▶ _What to produce_
If a line of the listing below contains the string "minute", count it, then give the total by itself.

▶ _Source data_
________

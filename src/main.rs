//! tickfeed - minute-bucket quote ingestion
//!
//! Loads historical quotes for one instrument over a replay API and streams
//! live quotes over a normalized WebSocket feed, coalescing each feed to one
//! record per minute and persisting them into a deduplicated SQLite table.
//! The two pipelines run concurrently; exit code is non-zero if either ends
//! in a failed state.

use anyhow::{Context, Result};
use clap::Parser;
use dotenv::dotenv;
use std::sync::Arc;
use tokio::sync::watch;
use tracing::{error, info, warn};

use tickfeed::coalesce::LateEventPolicy;
use tickfeed::config::{FeedConfig, DEFAULT_DB_PATH, DEFAULT_MACHINE_URL, DEFAULT_REPLAY_BASE_URL};
use tickfeed::live::LiveQuoteFeed;
use tickfeed::pipeline::{PipelineOutcome, PipelineRunner};
use tickfeed::replay::ReplayClient;
use tickfeed::sink::{DryRunSink, QuoteSink, SqliteQuoteSink};
use tickfeed::storage::QuoteStore;

#[derive(Parser, Debug)]
#[command(name = "tickfeed")]
#[command(about = "Load historical and live exchange quotes as minute ticks")]
struct Args {
    /// Exchange to pull quotes from
    #[arg(long, default_value = "deribit")]
    exchange: String,

    /// Instrument symbol
    #[arg(long, default_value = "BTC-PERPETUAL")]
    instrument: String,

    /// Channel / data type identifier
    #[arg(long, default_value = "quote")]
    channel: String,

    /// Path to the SQLite database
    #[arg(long, default_value = DEFAULT_DB_PATH)]
    db: String,

    /// Days of history to replay before going live
    #[arg(long, default_value = "1")]
    replay_days: i64,

    /// Replay API base URL
    #[arg(long, default_value = DEFAULT_REPLAY_BASE_URL)]
    replay_url: String,

    /// Normalizing stream server URL
    #[arg(long, default_value = DEFAULT_MACHINE_URL)]
    machine_url: String,

    /// What to do with events behind the open minute bucket: drop|legacy
    #[arg(long, default_value = "drop")]
    late_policy: LateEventPolicy,

    /// Trace records instead of writing to the store
    #[arg(long)]
    dry_run: bool,

    /// Replay API key
    #[arg(long, env = "TARDIS_API_KEY", hide_env_values = true)]
    api_key: String,
}

#[tokio::main]
async fn main() -> Result<()> {
    dotenv().ok();

    tracing_subscriber::fmt()
        .with_env_filter(
            tracing_subscriber::EnvFilter::try_from_default_env()
                .unwrap_or_else(|_| "tickfeed=info".into()),
        )
        .init();

    let args = Args::parse();
    let config = FeedConfig {
        exchange: args.exchange,
        instrument: args.instrument,
        channel: args.channel,
        db_path: args.db,
        api_key: args.api_key,
        replay_base_url: args.replay_url,
        machine_url: args.machine_url,
        replay_days: args.replay_days,
        late_policy: args.late_policy,
        dry_run: args.dry_run,
    };

    info!(
        exchange = %config.exchange,
        instrument = %config.instrument,
        channel = %config.channel,
        dry_run = config.dry_run,
        "starting tickfeed"
    );

    let sink: Arc<dyn QuoteSink> = if config.dry_run {
        Arc::new(DryRunSink::new())
    } else {
        let store = QuoteStore::open(&config.db_path, &config.exchange)
            .context("Failed to open quote store")?;
        Arc::new(SqliteQuoteSink::new(store))
    };

    // Ctrl-C triggers a coordinated shutdown: each pipeline stops consuming,
    // flushes its open bucket and completes.
    let (shutdown_tx, shutdown_rx) = watch::channel(false);
    tokio::spawn(async move {
        if tokio::signal::ctrl_c().await.is_ok() {
            warn!("shutdown signal received");
            let _ = shutdown_tx.send(true);
        }
    });

    let today = chrono::Utc::now().date_naive();
    let replay_client = ReplayClient::new(&config.replay_base_url, &config.api_key)?;
    let replay_events =
        replay_client.spawn_feed(config.replay_options(today), shutdown_rx.clone());
    let live_events = LiveQuoteFeed::spawn_feed(config.live_options(), shutdown_rx.clone());

    let runner = PipelineRunner::new(config.late_policy, shutdown_rx);
    let report = runner.run(replay_events, live_events, sink).await;

    log_outcome(&report.replay);
    log_outcome(&report.live);

    if !report.all_succeeded() {
        std::process::exit(1);
    }
    Ok(())
}

fn log_outcome(outcome: &PipelineOutcome) {
    if outcome.succeeded() {
        info!(
            feed = outcome.feed,
            written = outcome.records_written,
            duplicates = outcome.duplicates,
            malformed = outcome.malformed_dropped,
            late = outcome.late_dropped,
            "pipeline completed"
        );
    } else {
        error!(
            feed = outcome.feed,
            state = ?outcome.state,
            error = outcome.error.as_deref().unwrap_or("unknown"),
            "pipeline failed"
        );
    }
}
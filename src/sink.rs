//! Sink writers for coalesced records.
//!
//! The pipeline writes each closed bucket synchronously before consuming the
//! next event, so a slow sink stalls its own feed rather than buffering
//! unboundedly. `DryRunSink` replaces the store with a human-readable trace
//! for the CLI's `--dry-run` mode.

use anyhow::{anyhow, Result};
use parking_lot::Mutex;
use std::collections::HashSet;
use std::time::Duration;
use tracing::{info, warn};

use crate::models::CoalescedRecord;
use crate::storage::{is_transient, QuoteStore, WriteOutcome};

#[async_trait::async_trait]
pub trait QuoteSink: Send + Sync {
    /// Durably persist one record, tolerating duplicate delivery.
    async fn write(&self, record: &CoalescedRecord) -> Result<WriteOutcome>;
}

/// Writes into the SQLite store with bounded retry on busy/locked errors.
pub struct SqliteQuoteSink {
    store: QuoteStore,
    max_attempts: u32,
    base_backoff: Duration,
}

impl SqliteQuoteSink {
    pub fn new(store: QuoteStore) -> Self {
        Self {
            store,
            max_attempts: 5,
            base_backoff: Duration::from_millis(50),
        }
    }

    pub fn with_retry(store: QuoteStore, max_attempts: u32, base_backoff: Duration) -> Self {
        Self {
            store,
            max_attempts: max_attempts.max(1),
            base_backoff,
        }
    }
}

#[async_trait::async_trait]
impl QuoteSink for SqliteQuoteSink {
    async fn write(&self, record: &CoalescedRecord) -> Result<WriteOutcome> {
        let mut last_err = None;

        for attempt in 0..self.max_attempts {
            match self.store.insert_if_absent(record) {
                Ok(outcome) => return Ok(outcome),
                Err(e) if is_transient(&e) => {
                    // Exponential backoff with jitter
                    let backoff = self.base_backoff * (1 << attempt.min(6))
                        + Duration::from_millis(rand::random::<u64>() % 25);
                    warn!(
                        attempt,
                        bucket = record.bucket_start,
                        error = %e,
                        "store busy, retrying write"
                    );
                    tokio::time::sleep(backoff).await;
                    last_err = Some(e);
                }
                Err(e) => return Err(e),
            }
        }

        Err(last_err
            .map(|e| e.context("store unavailable"))
            .unwrap_or_else(|| anyhow!("store unavailable after {} attempts", self.max_attempts)))
    }
}

/// Trace sink for `--dry-run`: logs what would be written, stores nothing.
///
/// Tracks seen key tuples so duplicate delivery is reported the same way the
/// store would report it.
#[derive(Default)]
pub struct DryRunSink {
    seen: Mutex<HashSet<(i64, String, [u64; 4])>>,
}

impl DryRunSink {
    pub fn new() -> Self {
        Self::default()
    }

    fn key(record: &CoalescedRecord) -> (i64, String, [u64; 4]) {
        (
            record.bucket_start,
            record.instrument.clone(),
            [
                record.bid_price.to_bits(),
                record.bid_amount.to_bits(),
                record.ask_price.to_bits(),
                record.ask_amount.to_bits(),
            ],
        )
    }
}

#[async_trait::async_trait]
impl QuoteSink for DryRunSink {
    async fn write(&self, record: &CoalescedRecord) -> Result<WriteOutcome> {
        let fresh = self.seen.lock().insert(Self::key(record));

        info!(
            bucket = record.bucket_start,
            instrument = %record.instrument,
            bid = record.bid_price,
            bid_amount = record.bid_amount,
            ask = record.ask_price,
            ask_amount = record.ask_amount,
            duplicate = !fresh,
            "dry-run: would insert minute record"
        );

        Ok(if fresh {
            WriteOutcome::Inserted
        } else {
            WriteOutcome::AlreadyPresent
        })
    }
}

#[cfg(test)]
mod tests {
    use super::*;

    fn record(bucket: i64, bid: f64) -> CoalescedRecord {
        CoalescedRecord {
            bucket_start: bucket,
            event_time: bucket + 1,
            instrument: "BTC-PERPETUAL".to_string(),
            bid_price: bid,
            bid_amount: 10.0,
            ask_price: bid + 0.5,
            ask_amount: 20.0,
        }
    }

    #[tokio::test]
    async fn sqlite_sink_is_idempotent() {
        let sink = SqliteQuoteSink::new(QuoteStore::open_in_memory("deribit").unwrap());
        let rec = record(0, 100.0);

        assert_eq!(sink.write(&rec).await.unwrap(), WriteOutcome::Inserted);
        assert_eq!(sink.write(&rec).await.unwrap(), WriteOutcome::AlreadyPresent);
    }

    #[tokio::test]
    async fn bounded_retry_gives_up_when_store_stays_locked() {
        let dir = tempfile::tempdir().unwrap();
        let path = dir.path().join("ticks.db");
        let store = QuoteStore::open(path.to_str().unwrap(), "deribit").unwrap();

        // A second connection holds the write lock for the whole test, so
        // every insert attempt comes back busy.
        let blocker = rusqlite::Connection::open(&path).unwrap();
        blocker.execute_batch("BEGIN EXCLUSIVE").unwrap();

        let sink = SqliteQuoteSink::with_retry(store, 2, Duration::from_millis(1));
        let err = sink.write(&record(0, 100.0)).await.unwrap_err();
        assert!(format!("{:#}", err).contains("store unavailable"));
    }

    #[tokio::test]
    async fn dry_run_sink_reports_duplicates_without_storing() {
        let sink = DryRunSink::new();
        let rec = record(0, 100.0);

        assert_eq!(sink.write(&rec).await.unwrap(), WriteOutcome::Inserted);
        assert_eq!(sink.write(&rec).await.unwrap(), WriteOutcome::AlreadyPresent);
        assert_eq!(
            sink.write(&record(0, 101.0)).await.unwrap(),
            WriteOutcome::Inserted
        );
    }
}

________

▶ _Task answer_
5